Oleg Khlébnikov diz que poetas não se dividem em soviéticos e russos, mas em bons e ruins

Astier Basílio

De Moscou

Não, não há qualquer parentesco entre o poeta Oleg Khlébnikov e o mestre do futurismo russo.

Em uma entrevista, ao “Literaturnaia Gazeta”, ao ser perguntado a respeito da sombra do famosíssimo sobrenome, respondeu: “Vielimir Khlébnikov é um gênio, mas dificilmente um lírico em estado puro. Comigo é exatamente o contrário. Ele me interessa pela sua criação de palavras, pela imprevisibilidade não apenas da próxima palavra, mas também da sonoridade. Ainda assim, o meu grande homônimo não é o meu poeta favorito. O que nos une, além do sobrenome, é a vocação: a poesia e a matemática”.

Oleg Khlébnikov tem 68 anos e nasceu na cidade de Ijevsk. Estreou na literatura com 17 anos incompletos, no jornal “Komsomolskaia Pravda”. O jovem poeta foi saudado por grandes nomes da poesia soviética daquele período, a exemplo de Andréi Vozniessiênski e Boris Slútzki. “Considero as palavras de Slútzki sobre mim uma bênção no ofício — perdoe-me o tom solene. E, depois dessa publicação, chegaram, sem exagero, sacos de cartas. Mas eu era um sujeito irônico e, graças a Deus, consegui não me deslumbrar”.

A entrevista, da qual traduzimos estes trechos, foi concedida em 2007. Quando lhe foi perguntado se era um poeta soviético ou russo, respondeu: “Parece que não deu tempo de me tornar soviético. E nem me esforcei para isso. No geral, na minha opinião, os poetas não se dividem em soviéticos e russos, mas em bons e ruins. Veja Maiakóvski — ele é só um poeta soviético ou também russo? Quando você lê ‘A Nuvem de Calça’s (poema longo da fase futurista) essa pergunta não ocorre — é poesia. Quando você lê ‘Muito bom!’ (poema longo de louvor ao regime), novamente, não ocorre essa pergunta — porque não é poesia”.

Oleg Khlébnikov ganhou o Novo Prêmio Púchkin (2013), o Prêmio “Parábola” da Fundação A. Vozniessiênski (2019), o Prêmio “Vénec” da União dos Escritores de Moscou, entre outros. Traduzido para o francês e dinamarquês. Nossas traduções de sua poesia são as primeiras em língua portuguesa.
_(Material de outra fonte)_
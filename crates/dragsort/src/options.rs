#![forbid(unsafe_code)]

//! Plain-data controller options.
//!
//! Everything a controller needs that is not a node handle or a callback
//! lives in [`ReorderOptions`], so it can be kept in a settings file:
//!
//! ```toml
//! # dragsort.toml
//! delay_ms = 250
//! refresh_debounce_ms = 50
//! clone_element_class = "drag-ghost"
//!
//! [clone_element_style]
//! opacity = "0.8"
//! width = 320
//! ```
//!
//! ```rust,ignore
//! let options = ReorderOptions::from_toml_file("dragsort.toml")?;
//! let config = ReorderConfig::new().group_element(list).with_options(options);
//! ```
//!
//! Numeric style values are pixel lengths; strings are used verbatim.

use std::collections::BTreeMap;
use std::fmt;
#[cfg(feature = "config")]
use std::path::Path;

use dragsort_core::style::StyleValue;
#[cfg(feature = "config")]
use serde::{Deserialize, Serialize};
use web_time::Duration;

/// Default displacement animation length.
pub const DEFAULT_DELAY: Duration = Duration::from_millis(300);
/// Default geometry refresh debounce window.
pub const DEFAULT_REFRESH_DEBOUNCE: Duration = Duration::from_millis(50);

const MAX_DELAY_MS: u64 = 60_000;
const MAX_REFRESH_DEBOUNCE_MS: u64 = 10_000;

/// Tunable controller options.
#[derive(Debug, Clone, PartialEq)]
#[cfg_attr(feature = "config", derive(Serialize, Deserialize))]
#[cfg_attr(feature = "config", serde(default))]
pub struct ReorderOptions {
    /// Displacement animation length in milliseconds.
    pub delay_ms: u64,
    /// Geometry refresh debounce window in milliseconds.
    pub refresh_debounce_ms: u64,
    /// Class applied to the drag overlay.
    pub clone_element_class: Option<String>,
    /// Inline styles applied to the drag overlay when it is created.
    ///
    /// Applied after the positioning styles, in property-name order.
    pub clone_element_style: BTreeMap<String, StyleValue>,
}

impl Default for ReorderOptions {
    fn default() -> Self {
        Self {
            delay_ms: DEFAULT_DELAY.as_millis() as u64,
            refresh_debounce_ms: DEFAULT_REFRESH_DEBOUNCE.as_millis() as u64,
            clone_element_class: None,
            clone_element_style: BTreeMap::new(),
        }
    }
}

impl ReorderOptions {
    /// Displacement animation length.
    #[must_use]
    pub fn delay(&self) -> Duration {
        Duration::from_millis(self.delay_ms)
    }

    /// Geometry refresh debounce window.
    #[must_use]
    pub fn refresh_debounce(&self) -> Duration {
        Duration::from_millis(self.refresh_debounce_ms)
    }

    /// Validate ranges. An empty list means the options are usable.
    #[must_use]
    pub fn validate(&self) -> Vec<String> {
        let mut errors = Vec::new();

        if self.delay_ms > MAX_DELAY_MS {
            errors.push(format!(
                "delay_ms must be <= {MAX_DELAY_MS}, got {}",
                self.delay_ms
            ));
        }

        if self.refresh_debounce_ms > MAX_REFRESH_DEBOUNCE_MS {
            errors.push(format!(
                "refresh_debounce_ms must be <= {MAX_REFRESH_DEBOUNCE_MS}, got {}",
                self.refresh_debounce_ms
            ));
        }

        for (property, value) in &self.clone_element_style {
            if property.trim().is_empty() {
                errors.push("clone_element_style has an empty property name".into());
            }
            if let StyleValue::Px(px) = value
                && !px.is_finite()
            {
                errors.push(format!(
                    "clone_element_style.{property} must be finite, got {px}"
                ));
            }
        }

        if let Some(class) = &self.clone_element_class
            && class.trim().is_empty()
        {
            errors.push("clone_element_class must not be blank".into());
        }

        errors
    }

    /// Load from a TOML string.
    #[cfg(feature = "config")]
    pub fn from_toml_str(s: &str) -> Result<Self, OptionsError> {
        toml::from_str(s).map_err(OptionsError::Toml)
    }

    /// Load from a TOML file on disk.
    #[cfg(feature = "config")]
    pub fn from_toml_file(path: impl AsRef<Path>) -> Result<Self, OptionsError> {
        let content = std::fs::read_to_string(path.as_ref()).map_err(OptionsError::Io)?;
        Self::from_toml_str(&content)
    }

    /// Load from a JSON string.
    #[cfg(feature = "config")]
    pub fn from_json_str(s: &str) -> Result<Self, OptionsError> {
        serde_json::from_str(s).map_err(OptionsError::Json)
    }

    /// Load from a JSON file on disk.
    #[cfg(feature = "config")]
    pub fn from_json_file(path: impl AsRef<Path>) -> Result<Self, OptionsError> {
        let content = std::fs::read_to_string(path.as_ref()).map_err(OptionsError::Io)?;
        Self::from_json_str(&content)
    }

    /// Serialize to a TOML string.
    #[cfg(feature = "config")]
    pub fn to_toml_string(&self) -> Result<String, OptionsError> {
        toml::to_string_pretty(self).map_err(OptionsError::TomlSer)
    }
}

/// Error loading options from a file or string.
#[derive(Debug)]
pub enum OptionsError {
    /// Reading the file failed.
    Io(std::io::Error),
    /// TOML parse error.
    #[cfg(feature = "config")]
    Toml(toml::de::Error),
    /// TOML serialization error.
    #[cfg(feature = "config")]
    TomlSer(toml::ser::Error),
    /// JSON parse error.
    #[cfg(feature = "config")]
    Json(serde_json::Error),
}

impl fmt::Display for OptionsError {
    fn fmt(&self, f: &mut fmt::Formatter<'_>) -> fmt::Result {
        match self {
            Self::Io(e) => write!(f, "I/O error: {e}"),
            #[cfg(feature = "config")]
            Self::Toml(e) => write!(f, "TOML parse error: {e}"),
            #[cfg(feature = "config")]
            Self::TomlSer(e) => write!(f, "TOML serialize error: {e}"),
            #[cfg(feature = "config")]
            Self::Json(e) => write!(f, "JSON parse error: {e}"),
        }
    }
}

impl std::error::Error for OptionsError {
    fn source(&self) -> Option<&(dyn std::error::Error + 'static)> {
        match self {
            Self::Io(e) => Some(e),
            #[cfg(feature = "config")]
            Self::Toml(e) => Some(e),
            #[cfg(feature = "config")]
            Self::TomlSer(e) => Some(e),
            #[cfg(feature = "config")]
            Self::Json(e) => Some(e),
        }
    }
}

#[cfg(test)]
mod tests {
    use super::{DEFAULT_DELAY, DEFAULT_REFRESH_DEBOUNCE, ReorderOptions};
    use dragsort_core::style::StyleValue;

    #[test]
    fn defaults_match_builtin_timings() {
        let options = ReorderOptions::default();
        assert_eq!(options.delay(), DEFAULT_DELAY);
        assert_eq!(options.refresh_debounce(), DEFAULT_REFRESH_DEBOUNCE);
        assert!(options.validate().is_empty());
    }

    #[test]
    fn out_of_range_values_are_reported() {
        let mut options = ReorderOptions {
            delay_ms: 120_000,
            refresh_debounce_ms: 20_000,
            ..ReorderOptions::default()
        };
        options
            .clone_element_style
            .insert("width".into(), StyleValue::Px(f64::NAN));
        options.clone_element_class = Some("  ".into());
        let errors = options.validate();
        assert_eq!(errors.len(), 4, "{errors:?}");
        assert!(errors[0].starts_with("delay_ms"));
        assert!(errors[1].starts_with("refresh_debounce_ms"));
    }

    #[test]
    fn zero_delay_is_allowed() {
        let options = ReorderOptions {
            delay_ms: 0,
            refresh_debounce_ms: 0,
            ..ReorderOptions::default()
        };
        assert!(options.validate().is_empty());
    }

    #[cfg(feature = "config")]
    #[test]
    fn toml_round_trip_keeps_style_kinds() {
        let options = ReorderOptions::from_toml_str(
            r#"
            delay_ms = 250
            clone_element_class = "ghost"

            [clone_element_style]
            opacity = "0.8"
            width = 320
            "#,
        )
        .expect("valid toml");
        assert_eq!(options.delay_ms, 250);
        assert_eq!(options.refresh_debounce_ms, 50);
        assert_eq!(options.clone_element_class.as_deref(), Some("ghost"));
        assert_eq!(
            options.clone_element_style.get("width"),
            Some(&StyleValue::Px(320.0))
        );
        assert_eq!(
            options.clone_element_style.get("opacity"),
            Some(&StyleValue::keyword("0.8"))
        );

        let text = options.to_toml_string().expect("serializable");
        let reparsed = ReorderOptions::from_toml_str(&text).expect("reparse");
        assert_eq!(reparsed, options);
    }

    #[cfg(feature = "config")]
    #[test]
    fn json_partial_uses_defaults() {
        let options = ReorderOptions::from_json_str(r#"{"refresh_debounce_ms": 16}"#)
            .expect("valid json");
        assert_eq!(options.refresh_debounce_ms, 16);
        assert_eq!(options.delay_ms, 300);
    }

    #[cfg(feature = "config")]
    #[test]
    fn malformed_input_reports_format() {
        let err = ReorderOptions::from_json_str("{").expect_err("truncated json");
        assert!(err.to_string().starts_with("JSON parse error"));
        let err = ReorderOptions::from_toml_str("delay_ms = \"slow\"").expect_err("wrong type");
        assert!(err.to_string().starts_with("TOML parse error"));
    }
}
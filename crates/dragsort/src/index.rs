#![forbid(unsafe_code)]

//! Locating a node within the group's child order.

use crate::host::ReorderHost;

/// Position of `node` among `group`'s children.
///
/// A direct child resolves to its own index. Otherwise the first child that
/// is an ancestor of `node` wins, so a handle nested inside an item resolves
/// to that item. `None` when `node` is not inside any child.
pub fn resolve_index<H: ReorderHost>(host: &H, group: &H::Node, node: &H::Node) -> Option<usize> {
    let children = host.children(group);
    if let Some(index) = children.iter().position(|child| child == node) {
        return Some(index);
    }
    children
        .iter()
        .position(|child| is_ancestor(host, child, node))
}

/// Whether `ancestor` is a proper ancestor of `node`.
pub fn is_ancestor<H: ReorderHost>(host: &H, ancestor: &H::Node, node: &H::Node) -> bool {
    let mut current = host.parent(node);
    while let Some(parent) = current {
        if &parent == ancestor {
            return true;
        }
        current = host.parent(&parent);
    }
    false
}
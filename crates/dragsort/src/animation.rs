#![forbid(unsafe_code)]

//! Displacement animation for nodes that changed slot.
//!
//! A moved node is first snapped back (no transition) to where it used to
//! be, the host flushes layout so the snap is committed, then a timed
//! transition slides it to zero offset. When the transition window ends the
//! inline transition/transform are removed so the node returns to plain flow.
//!
//! # Invariants
//!
//! 1. At most one end timer is pending per node; re-animating a node cancels
//!    its previous timer first.
//! 2. An end timer only clears styles if it is still the node's current timer.

use std::hash::Hash;

use ahash::AHashMap;
use dragsort_core::geometry::Rect;
use dragsort_core::style::{StyleProperty, StyleTable, StyleValue};
use dragsort_core::timer::{TimerId, TimerQueue};
use web_time::Duration;

use crate::host::ReorderHost;

/// Deferred controller work.
#[derive(Debug, Clone, PartialEq, Eq)]
pub enum TimerKind<N> {
    /// Debounced geometry refresh.
    GeometryRefresh,
    /// End of a displacement animation on a node.
    AnimationEnd(N),
}

/// Pending animation end timers, keyed by node.
#[derive(Debug, Clone)]
pub struct Animator<N: Eq + Hash> {
    delay: Duration,
    pending: AHashMap<N, TimerId>,
}

impl<N: Clone + Eq + Hash> Animator<N> {
    #[must_use]
    pub fn new(delay: Duration) -> Self {
        Self {
            delay,
            pending: AHashMap::new(),
        }
    }

    /// Transition length.
    #[must_use]
    pub const fn delay(&self) -> Duration {
        self.delay
    }

    /// Pending end timer for `element`.
    #[must_use]
    pub fn pending_timer(&self, element: &N) -> Option<TimerId> {
        self.pending.get(element).copied()
    }

    /// Number of nodes mid-animation.
    #[must_use]
    pub fn active(&self) -> usize {
        self.pending.len()
    }

    /// Slide `element` from `origin` to `target`.
    pub fn animate<H>(
        &mut self,
        host: &mut H,
        styles: &StyleTable,
        timers: &mut TimerQueue<TimerKind<N>>,
        element: &N,
        target: &Rect,
        origin: &Rect,
    ) where
        H: ReorderHost<Node = N>,
    {
        let transition = styles.property(StyleProperty::Transition);
        let transform = styles.property(StyleProperty::Transform);
        let (dx, dy) = target.offset_to(origin);

        host.set_style(element, transition, &StyleValue::none());
        host.set_style(element, transform, &StyleValue::translate3d(dx, dy));
        host.flush_layout(element);
        host.set_style(element, transition, &StyleValue::transition_all(self.delay));
        host.set_style(element, transform, &StyleValue::translate3d(0.0, 0.0));

        if let Some(previous) = self.pending.remove(element) {
            timers.cancel(previous);
        }
        let deadline = host.now_mono().saturating_add(self.delay);
        let id = timers.schedule(deadline, TimerKind::AnimationEnd(element.clone()));
        self.pending.insert(element.clone(), id);
    }

    /// Handle a fired end timer. Returns whether styles were cleared.
    pub fn finish<H>(&mut self, host: &mut H, styles: &StyleTable, element: &N, id: TimerId) -> bool
    where
        H: ReorderHost<Node = N>,
    {
        if self.pending.get(element) != Some(&id) {
            return false;
        }
        self.pending.remove(element);
        clear_styles(host, styles, element);
        true
    }

    /// Cancel every pending animation and clear its styles immediately.
    ///
    /// Returns how many nodes were still animating.
    pub fn cancel_all<H>(
        &mut self,
        host: &mut H,
        styles: &StyleTable,
        timers: &mut TimerQueue<TimerKind<N>>,
    ) -> usize
    where
        H: ReorderHost<Node = N>,
    {
        let pending: Vec<(N, TimerId)> = self.pending.drain().collect();
        for (element, id) in &pending {
            timers.cancel(*id);
            clear_styles(host, styles, element);
        }
        pending.len()
    }
}

fn clear_styles<H: ReorderHost>(host: &mut H, styles: &StyleTable, element: &H::Node) {
    host.remove_style(element, styles.property(StyleProperty::Transition));
    host.remove_style(element, styles.property(StyleProperty::Transform));
}
#![forbid(unsafe_code)]

//! Moving the dragged node next to the drop target.
//!
//! # Directional insertion
//!
//! The side the dragged node lands on depends on the direction of travel:
//!
//! - moving forward (`drag < drop`), it is inserted **after** the drop node,
//!   which shifts back by one to `drop - 1`;
//! - moving backward, it is inserted **before** the drop node, which shifts
//!   forward by one to `drop + 1`.
//!
//! Either way the drop node ends up in the slot next to where the dragged
//! node departed from, so each relocation is one clean exchange of slots.

use crate::host::ReorderHost;

/// Position bookkeeping for the dragged node or the node under the pointer.
#[derive(Debug, Clone, PartialEq, Eq)]
pub struct SlotState<N> {
    /// The node being tracked.
    pub element: N,
    /// Current index in the child order.
    pub index: usize,
    /// Index before the most recent relocation; origin of the next animation.
    pub last_index: usize,
}

impl<N> SlotState<N> {
    /// State for a node that has not moved yet.
    #[must_use]
    pub const fn at(element: N, index: usize) -> Self {
        Self {
            element,
            index,
            last_index: index,
        }
    }
}

/// Which side of the drop node the dragged node is inserted on.
#[derive(Debug, Clone, Copy, PartialEq, Eq)]
pub enum Placement {
    Before,
    After,
}

/// Index arithmetic for one relocation, independent of any host.
#[derive(Debug, Clone, Copy, PartialEq, Eq)]
pub struct RelocationPlan {
    pub placement: Placement,
    /// New index of the dragged node.
    pub drag_to: usize,
    /// New index of the drop node.
    pub drop_to: usize,
}

/// Compute where the dragged and drop nodes end up.
///
/// `None` when the indices are equal (nothing to do).
#[must_use]
pub fn plan_relocation(drag_index: usize, drop_index: usize) -> Option<RelocationPlan> {
    if drag_index == drop_index {
        return None;
    }
    Some(if drag_index < drop_index {
        RelocationPlan {
            placement: Placement::After,
            drag_to: drop_index,
            drop_to: drop_index - 1,
        }
    } else {
        RelocationPlan {
            placement: Placement::Before,
            drag_to: drop_index,
            drop_to: drop_index + 1,
        }
    })
}

/// One node sliding between two cached slots.
#[derive(Debug, Clone, PartialEq, Eq)]
pub struct SlotMove<N> {
    pub element: N,
    pub from_slot: usize,
    pub to_slot: usize,
}

/// Result of a relocation applied to the host.
#[derive(Debug, Clone, PartialEq, Eq)]
pub struct Relocation<N> {
    pub plan: RelocationPlan,
    /// Drop node state after the move (`index == last_index`).
    pub drop: SlotState<N>,
    /// Displacements to animate: dragged node first, then the drop node.
    pub moves: [SlotMove<N>; 2],
}

impl<N> Relocation<N> {
    /// Slot the dragged node left.
    #[must_use]
    pub fn from(&self) -> usize {
        self.moves[0].from_slot
    }

    /// Slot the dragged node now occupies.
    #[must_use]
    pub fn to(&self) -> usize {
        self.moves[0].to_slot
    }
}

/// Move `drag` next to the child currently at `drop_index`.
///
/// No-op (returns `None`) when the indices match, when the child at
/// `drop_index` is the dragged node itself, or when `drop_index` is past the
/// end of the live child list. On success the live order has changed, both
/// `drag` and the returned drop state have `last_index == index`, and the
/// returned moves describe the slot changes to animate.
pub fn relocate<H: ReorderHost>(
    host: &mut H,
    group: &H::Node,
    drag: &mut SlotState<H::Node>,
    drop_index: usize,
) -> Option<Relocation<H::Node>> {
    let plan = plan_relocation(drag.index, drop_index)?;
    let drop_element = host.children(group).into_iter().nth(drop_index)?;
    if drop_element == drag.element {
        return None;
    }

    match plan.placement {
        Placement::After => {
            let reference = host.next_sibling(&drop_element);
            host.insert_before(group, &drag.element, reference.as_ref());
        }
        Placement::Before => {
            host.insert_before(group, &drag.element, Some(&drop_element));
        }
    }

    let drag_move = SlotMove {
        element: drag.element.clone(),
        from_slot: drag.last_index,
        to_slot: plan.drag_to,
    };
    let drop_move = SlotMove {
        element: drop_element.clone(),
        from_slot: drop_index,
        to_slot: plan.drop_to,
    };

    drag.index = plan.drag_to;
    drag.last_index = plan.drag_to;

    Some(Relocation {
        plan,
        drop: SlotState::at(drop_element, plan.drop_to),
        moves: [drag_move, drop_move],
    })
}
Astier Basílio, jornalista, crítico literário e tradutor, faz doutorado em Moscou. É colaborador do Jornal Opção.

3 poemas do russo Oleg Khlébnikov

1

Selfie

Ao longe os indivíduos

estendem a mão que escorre

o jardim, ante o bar, quando

sobre si mesmos fazem vídeos

nos montes, onde houver velório

enlouquecendo ou se enlutando.

Têm o álibi que comprova

que se encontraram ali,

com a exatidão de milésimos.

Têm o desleixo de quem levasse

a mais exata Boa Nova

somente para si mesmos.

2

Quarenta anos fez do seu verso aposta

sem obter qualquer resposta.

Ou na escolha do seu pão errou

ou é um cego o seu receptor.

Você não escolheu nada, ora essa!

Só berrou rimas no meio da brecha

entre a garagem e a cerca colocada

onde ficam as cabras próximas de um “Lada”.

3

Vou viajando num trem, curta a distância

que a penúltima pessoa seja eu que alcance-a,

porque estou no último vagão posso dizer-lhe

caso alguém esteja com muita pressa — vai,

passa na frente, porque a mim tanto faz,

definitivamente, esta chegada dele.

Cheguei desde que nasci, não levo

o anúncio e nenhuma forma de aviso prévio

sobre não ser esperado e necessário aqui.

— mas quem — retruque — é necessário e a que?

faça uma crítica que eu mereça, me ataque.

Entro na escuridão — tem alguém ali.

Vai me esperar? Deus é quem sabe se.